Authoritarians cannot rise if there are strong communities. and if people are acting with joy. That is, you need despair and anger for an authoritarian to rise. Whatever those things are that you bring to the community - do them and do them with joy. And don't stop doing the things you love because you are scared, because that actually is a form of resistance. Showing up and doing things that you love says to an authoritarian: 'You have no place to root here.' " 

--Heather Cox Richardson

 Right now all movements for love, care, material well-being, diversity, this earth, and humans having a future on this earth need to remember that we need each other. We must remember that there are organized forces working to disorganize and confuse us, turn us against each other and diffuse our power. We are not immune to the chaos of the world, but we can choose to be a grounding force together.

–Adrienne Maree Brown


 Josie George: “You can’t expect anyone to save a world they’re not in love with.”

“Go to where suffering is aligned with your capacity to meet it. You don’t have to go to death row or live in a monastery. You don’t have to sit with the unsheltered if that’s not your work. Go to where you can care safely and deeply and broaden that capacity over time.” Roshi Joan Halifax

Friday, May 9, 2025

Light

I want to write of the light
but I do not know
whether words can illuminate
the way it hangs
upon branches and bird wings
and broken things
returning beings to beauty.
Can words spin substance
from sunshine and decay?
Can words cajole
celebration from night-weary
birds?
Can words warm surfaces
of stones and sorrows?
Can words reveal richness
in mundane
and battered
things?
I do not know.
But if we would write
a tomorrow
which is wider than wounds
we have worn,
we might wield words
like benedictions
and remember
blessings
within brokenness,
beginnings
within endings,
and beauty
within all things.

-- Bernadette Miller

Dear Stranger,


1. 
There was never not a bridge 
from your chest to mine. 
My heartbeat was always 
the sound of your feet walking towards me. 
I can’t believe how many years 
I lived without knowing 
the air you were breathing out, 
was the air I was breathing in. 
Forgive me for not saying ‘thank you’
before our lungs had reason to hide.
2.
Fear is what you make it 
and I’ve been trying to make it my teacher. 
When the lesson starts to break me
I remember the dogs in the shelters-- 
how even those we call ‘the mean ones’
will follow their fear to each other’s sides 
in the middle of the night,
make pillows of each other’s chests 
when they think no home is coming.
Almost everyone in the world
is softer than they look.
3.
Do you pray now more than you used to? 
I pray all of the time.

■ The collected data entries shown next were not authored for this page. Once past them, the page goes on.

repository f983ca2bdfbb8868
pub mod assets;
use std::path::{Path, PathBuf};

use anyhow::{Result, bail};

/// Folder name accepted below any search location.
const PICTURES_DIR: &str = "pictures";

/// File holding the reference picture for `item`.
pub fn picture_path(dir: &Path, item: &str) -> PathBuf {
	dir.join(format!("{item}.png"))
}

/// Catalog items that have a reference picture.
fn scannable(catalog: &data::Catalog) -> impl Iterator<Item = &str> + Clone + '_ {
	catalog.all_items().filter(|v| *v != data::COMBO_ITEM)
}

fn has_any_picture(dir: &Path, items: &[&str]) -> bool {
	items.iter().any(|item| picture_path(dir, item).is_file())
}

fn normalize_pictures_dir(dir: PathBuf, items: &[&str]) -> PathBuf {
	// Accept either the folder holding the pictures or its parent.
	if has_any_picture(&dir, items) {
		dir
	} else {
		dir.join(PICTURES_DIR)
	}
}

/// Locate the reference pictures, both when running from the repo
/// (`cargo run`) and from a packaged binary with the pictures next to it.
///
/// Discovery can be overridden with `ARCHBUDDY_ASSETS_DIR`. A directory is
/// accepted when it holds the picture of at least one catalog item; missing
/// pictures are dealt with when loading.
pub fn resolve_pictures_dir(catalog: &data::Catalog) -> Result<PathBuf> {
	let mut candidates: Vec<PathBuf> = Vec::new();
	if let Some(dir) = std::env::var_os("ARCHBUDDY_ASSETS_DIR") {
		candidates.push(PathBuf::from(dir));
	}
	if let Ok(exe) = std::env::current_exe()
		&& let Some(dir) = exe.parent()
	{
		candidates.push(dir.to_path_buf());
	}
	if let Ok(cwd) = std::env::current_dir() {
		candidates.push(cwd);
	}
	#[cfg(debug_assertions)]
	candidates.push(PathBuf::from(env!("CARGO_MANIFEST_DIR")).join(".."));

	find_pictures_dir(candidates, &scannable(catalog).collect::<Vec<_>>())
}

fn find_pictures_dir(candidates: Vec<PathBuf>, items: &[&str]) -> Result<PathBuf> {
	let mut tried = Vec::new();
	for base in candidates {
		let dir = normalize_pictures_dir(base, items);
		if has_any_picture(&dir, items) {
			return Ok(dir);
		}
		tried.push(dir);
	}

	bail!(
		"reference pictures not found (expected files like {}.png).\n\nSearched in:\n{}\n\nFix: copy the '{PICTURES_DIR}/' folder next to the executable (or set ARCHBUDDY_ASSETS_DIR to the folder that contains it).",
		items.first().copied().unwrap_or("<Item>"),
		tried
			.into_iter()
			.map(|p| format!("  - {}", p.display()))
			.collect::<Vec<_>>()
			.join("\n")
	)
}

/// Load the picture of every scannable catalog item from `dir`.
///
/// With `strict` the first missing or corrupt picture is an error. Otherwise
/// the item is skipped with a warning and won't be scanned.
pub fn load_sources(catalog: &data::Catalog, dir: &Path, strict: bool) -> Result<Vec<ie::TemplateSource>> {
	let mut sources = Vec::with_capacity(catalog.len());
	for item in scannable(catalog) {
		match ie::TemplateSource::open(item, picture_path(dir, item)) {
			Ok(source) => sources.push(source),
			Err(err) if !strict => {
				tracing::warn!(error = %err, item, "skipping item without a usable picture");
			}
			Err(err) => return Err(err.into()),
		}
	}
	tracing::info!(count = sources.len(), dir = %dir.display(), "loaded reference pictures");
	Ok(sources)
}

#[cfg(test)]
mod tests {
	use super::*;

	fn scratch_dir(name: &str) -> PathBuf {
		let dir = std::env::temp_dir().join(format!("archbuddy-{name}-{}", std::process::id()));
		let _ = std::fs::remove_dir_all(&dir);
		std::fs::create_dir_all(&dir).unwrap();
		dir
	}

	fn write_picture(dir: &Path, item: &str) {
		image::RgbaImage::from_fn(12, 12, |x, y| image::Rgba([(x * 20) as u8, (y * 20) as u8, 7, 255]))
			.save(picture_path(dir, item))
			.unwrap();
	}

	fn small_catalog() -> data::Catalog {
		data::Catalog::new([
			("Toxic", vec![]),
			("Hasted", vec![]),
			("Sentinel", vec!["Toxic", "Hasted"]),
			(data::COMBO_ITEM, vec![]),
		])
		.unwrap()
	}

	#[test]
	fn lenient_loading_skips_missing_pictures() {
		let dir = scratch_dir("lenient");
		write_picture(&dir, "Toxic");
		write_picture(&dir, "Sentinel");

		let sources = load_sources(&small_catalog(), &dir, false).unwrap();
		let items = sources.iter().map(|v| v.item.as_str()).collect::<Vec<_>>();
		assert_eq!(items, ["Toxic", "Sentinel"]);
	}

	#[test]
	fn strict_loading_names_the_missing_item() {
		let dir = scratch_dir("strict");
		write_picture(&dir, "Toxic");

		let err = load_sources(&small_catalog(), &dir, true).unwrap_err();
		assert!(err.to_string().contains("Hasted"));
	}

	#[test]
	fn pictures_subfolder_is_accepted() {
		let root = scratch_dir("subfolder");
		let pictures = root.join(PICTURES_DIR);
		std::fs::create_dir_all(&pictures).unwrap();
		write_picture(&pictures, "Toxic");

		let items = ["Toxic", "Hasted"];
		assert_eq!(normalize_pictures_dir(root.clone(), &items), pictures);
		assert_eq!(normalize_pictures_dir(pictures.clone(), &items), pictures);
	}

	#[test]
	fn folder_missing_the_first_picture_is_still_found() {
		let empty = scratch_dir("discovery-empty");
		let partial = scratch_dir("discovery-partial");
		write_picture(&partial, "Sentinel");

		let catalog = small_catalog();
		let items = scannable(&catalog).collect::<Vec<_>>();
		assert_eq!(items, ["Toxic", "Hasted", "Sentinel"]);

		let found = find_pictures_dir(vec![empty.clone(), partial.clone()], &items).unwrap();
		assert_eq!(found, partial);

		let err = find_pictures_dir(vec![empty.clone()], &items).unwrap_err();
		assert!(err.to_string().contains(&empty.join(PICTURES_DIR).display().to_string()));
	}
}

I pray to The Big Bang 
and to The Tiny Bang and to The Bangs 
we’ll all have to cut ourselves so we can see 
what beauty can only be seen from 6 feet away.
4. 
Last night, a poet whose writing I love said he hasn’t written 
a single poem since the beginning of the quarantine.
He said every time he’s inclined to 
              he calls someone he loves instead.
5.
The first thing I learned from this virus 
was to question everything wanting to go viral.
The second thing I learned was to dream 
only giant dreams.
6.
A giraffe’s neck is 6 feet long. 
A decade from now will I remember the week
I spent wondering if I could hug a giraffe’s torso 
and not get sick if the giraffe coughed?
I don’t want to forget anything about this. 
Especially not how it feels to worry 
about everyone I love at the same time. 
So much of the world had been doing that already.
7.
If every heart-worthy novelist weeps for days 
before killing a beloved character off, 
how many centuries must god have spent sobbing 
before pressing a pen to the page of this year?
8.
I used to be a gardener in New Orleans. 
Every evening I’d spend almost an hour 
cleaning the earth out of my nails. 
She held on so tight. I loved her more for it.
Later I moved to the desert and was sitting
beside a cactus in my living room
when I heard a hurricane named Katrina 
was about to hit my former home. 
'Save the flowers', I said out loud, 
watching a storm cloud rage its hungry spiral 
across the television screen. 'Save the flowers', I said, 
having no idea we wouldn’t save the people.
9.
When the water left the city I went back,
drove through the 9th Ward to a church
that had been gutted by the storm.
The preacher had spray-painted his phone number 
across the length of the falling building.
There was something about his phone number
being as tall as the door––I couldn’t stop crying.
The world falls apart and people 
become foundation.

--Andrea Gibson

In the 1970s, Pete Seeger was invited to sing in Barcelona, Spain. Francisco Franco's fascist government, the last of the dictatorships that started World War II, was still in power but declining. A pro-democracy movement was gaining strength and to prove it, they invited America's best-known freedom singer to Spain. More that a hundred thousand people were in the stadium, where rock bands had played all day. But the crowd had come for Seeger. 
As Pete prepared to go on, government officials handed him a list of songs he was not allowed to sing. Pete studied it mournfully, saying it looked an awful lot like his set list. But they insisted: he must not sing any of these songs. 
Pete took the government's list of banned songs and strolled on stage. He held up the paper and said, “I've been told that I'm not allowed to sing these songs.” He grinned at the crowd and said, “So I'll just play the chords; maybe you know the words. They didn't say anything about *you* singing them.” 
He strummed his banjo to one song after another, and they all sang. A hundred thousand defiant freedom singers breaking the law with Pete Seeger, filling the stadium with words their government did not want them to hear, words they all knew and had sung together, in secret circles, for years. 
What could the government do? Arrest a hundred thousand singers? It had been beaten by a few banjo chords and the fame of a man whose songs were on the lips of the whole world. 
-- Richard Chamberlain

Tuesday, April 22, 2025

We Lived Happily During the War

And when they bombed other people’s houses, we
 
protested
but not enough, we opposed them but not
 
enough. I was
in my bed, around my bed America
 
was falling: invisible house by invisible house by invisible house.
 
I took a chair outside and watched the sun.
 
In the sixth month
of a disastrous reign in the house of money
 
in the street of money in the city of money in the country of money,
our great country of money, we (forgive us)
 
lived happily during the war.

Copyright © 2013 by Ilya Kaminsky. 


Wednesday, April 16, 2025

"There are two kinds of suffering: the suffering which leads to more suffering, and the suffering which leads to the end of suffering. The first is the pain of grasping after fleeting pleasures and aversion for the unpleasant, the continued struggle of most people day after day.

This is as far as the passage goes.